We’re rendering a load of hard surface objects with a lot of render elements and I’m using a script to set up the paths, names and exr options of render elements going out. As a result of this I’m not using deadline’s path options for the majority of our work as we’ve got other scripts to combine render elements in nuke based on element names later. One of the other operators is doing fume stuff that we don’t process in the same way after, so he had deadline’s path options turned on. The nuke comper working on his files found that his passes were very slow to work with so I got him to use my pass script to set the options correctly for his files and got him to put out another render. The comper still found the files slow though which was odd so we started doing a bit of digging. I saw that his elements were going out into sub folders which meant that he probably had deadline pathing enabled, and I did a quick test between his main beauty pass which was set manually in terms of exr options, and one of the similar looking render element passes which deadline had renamed and re-pathed. The main beauty was almost instant to read in the nuke viewer, but the render element read by deadline was incredibly slow to draw in the nuke viewer. As another test we rendered a frame of the same scene again except this time using manual paths and options on the render elements, and rendered locally instead of through deadline. These frames were all quick to draw in nuke, so it leads me to believe that Deadline is changing the storage options of the EXR’s when it’s changing the path names for render elements.

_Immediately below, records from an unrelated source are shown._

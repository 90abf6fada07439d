use momdash_core::{render_card_preview, render_markdown, visible_text};

#[test]
fn empty_markdown_renders_empty_html() {
    assert_eq!(render_markdown("").as_str(), "");
}

#[test]
fn heading_survives_and_script_is_stripped() {
    let html = render_markdown("# Hi\n<script>alert(1)</script>");
    assert!(html.as_str().contains("<h1>Hi</h1>"), "{html}");
    assert!(!html.as_str().to_ascii_lowercase().contains("<script"), "{html}");
}

#[test]
fn notes_render_heading_and_list_items() {
    let html = render_markdown("## Notes\n- item");
    assert!(html.as_str().contains("<h2>Notes</h2>"), "{html}");
    assert!(html.as_str().contains("<li>item</li>"), "{html}");
}

#[test]
fn task_lists_keep_disabled_checkboxes() {
    let html = render_markdown("- [x] shipped\n- [ ] pending");
    assert!(html.as_str().contains("type=\"checkbox\""), "{html}");
    assert!(html.as_str().contains("disabled"), "{html}");
}

const FRAGMENTS: &[&str] = &[
    "# Hi",
    "## Notes\n- item\n- second",
    "plain *emphasis* and **strong**\nwith a break",
    "```\na\n\n*b*\n```",
    "    indented\n\n    code",
    "> ```\n> a\n>\n> *b*\n> ```",
    "> quoted *text*\n>\n> - [x] done",
    "1. first\n\n2. second",
    "| a | b |\n|---|---|\n| 1 | 2 |",
    "<div>raw\n\n*not raw*</div>",
    "<script>alert(1)</script>",
    "<img src=x onerror=alert(1)> trailing text",
    "[link](javascript:alert(1)) and <a href=\"https://example.com\" onclick=\"x()\">ok</a>",
    "a &amp; b < c ~~gone~~",
];

fn assert_rerender_is_stable(source: &str) {
    let once = render_markdown(source);
    let twice = render_markdown(once.as_str());

    assert_eq!(
        visible_text(once.as_str()),
        visible_text(twice.as_str()),
        "visible text drifted for {source:?}\nonce: {once}\ntwice: {twice}"
    );
    for rendered in [&once, &twice] {
        let lowered = rendered.as_str().to_ascii_lowercase();
        assert!(!lowered.contains("<script"), "{rendered}");
        assert!(!lowered.contains("onerror"), "{rendered}");
        assert!(!lowered.contains("onclick"), "{rendered}");
        assert!(!lowered.contains("javascript:"), "{rendered}");
    }
}

#[test]
fn rerendering_sanitized_output_keeps_visible_text_and_stays_safe() {
    for source in FRAGMENTS {
        assert_rerender_is_stable(source);
    }
}

#[test]
fn quoted_code_block_with_blank_line_rerenders_to_same_text() {
    let source = "> ```\n> a\n>\n> *b*\n> ```";
    let once = render_markdown(source);
    assert!(!once.as_str().contains("\n\n"), "{once}");
    assert_eq!(visible_text(once.as_str()), "a *b*");
    assert_rerender_is_stable(source);
}

#[test]
fn combined_documents_rerender_to_same_text() {
    for first in FRAGMENTS {
        for second in FRAGMENTS {
            for separator in ["\n", "\n\n"] {
                let joined = format!("{first}{separator}{second}");
                assert_rerender_is_stable(&joined);

                let quoted = joined
                    .lines()
                    .map(|line| format!("> {line}"))
                    .collect::<Vec<_>>()
                    .join("\n");
                assert_rerender_is_stable(&quoted);
            }
        }
    }
}

#[test]
fn card_preview_is_clamped_to_three_lines() {
    let content = "# Agenda\n\n- one\n- two\n- three\n- four";
    let preview = render_card_preview(content, 3);
    let text = visible_text(preview.as_str());
    assert!(text.contains("Agenda"));
    assert!(text.contains("two"));
    assert!(!text.contains("three"));
}
//! Domain model for meeting minutes.
//!
//! # Responsibility
//! - Define the meeting record mirrored from the remote collection.
//! - Define write-side shapes (draft, insert fields, partial patch).
//!
//! # Invariants
//! - A meeting `id` is assigned by the store and never changes.
//! - A freshly created meeting always has empty `content`.

pub mod meeting;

In terms of the options I go with it’s setting the compression to ZipS (single line), setting the storage type to use scanlines, and the image region to save region to enabled the nuke data window.
My maxscript code for it is:
FOpenEXR.setDefaults()
FOpenEXR.setCompression 2
FOpenEXR.setSaveScanline true
FOpenEXR.setSaveRegion true
It doesn’t affect us anymore since we’re turning off deadline pathing but it might be worth looking at for future options!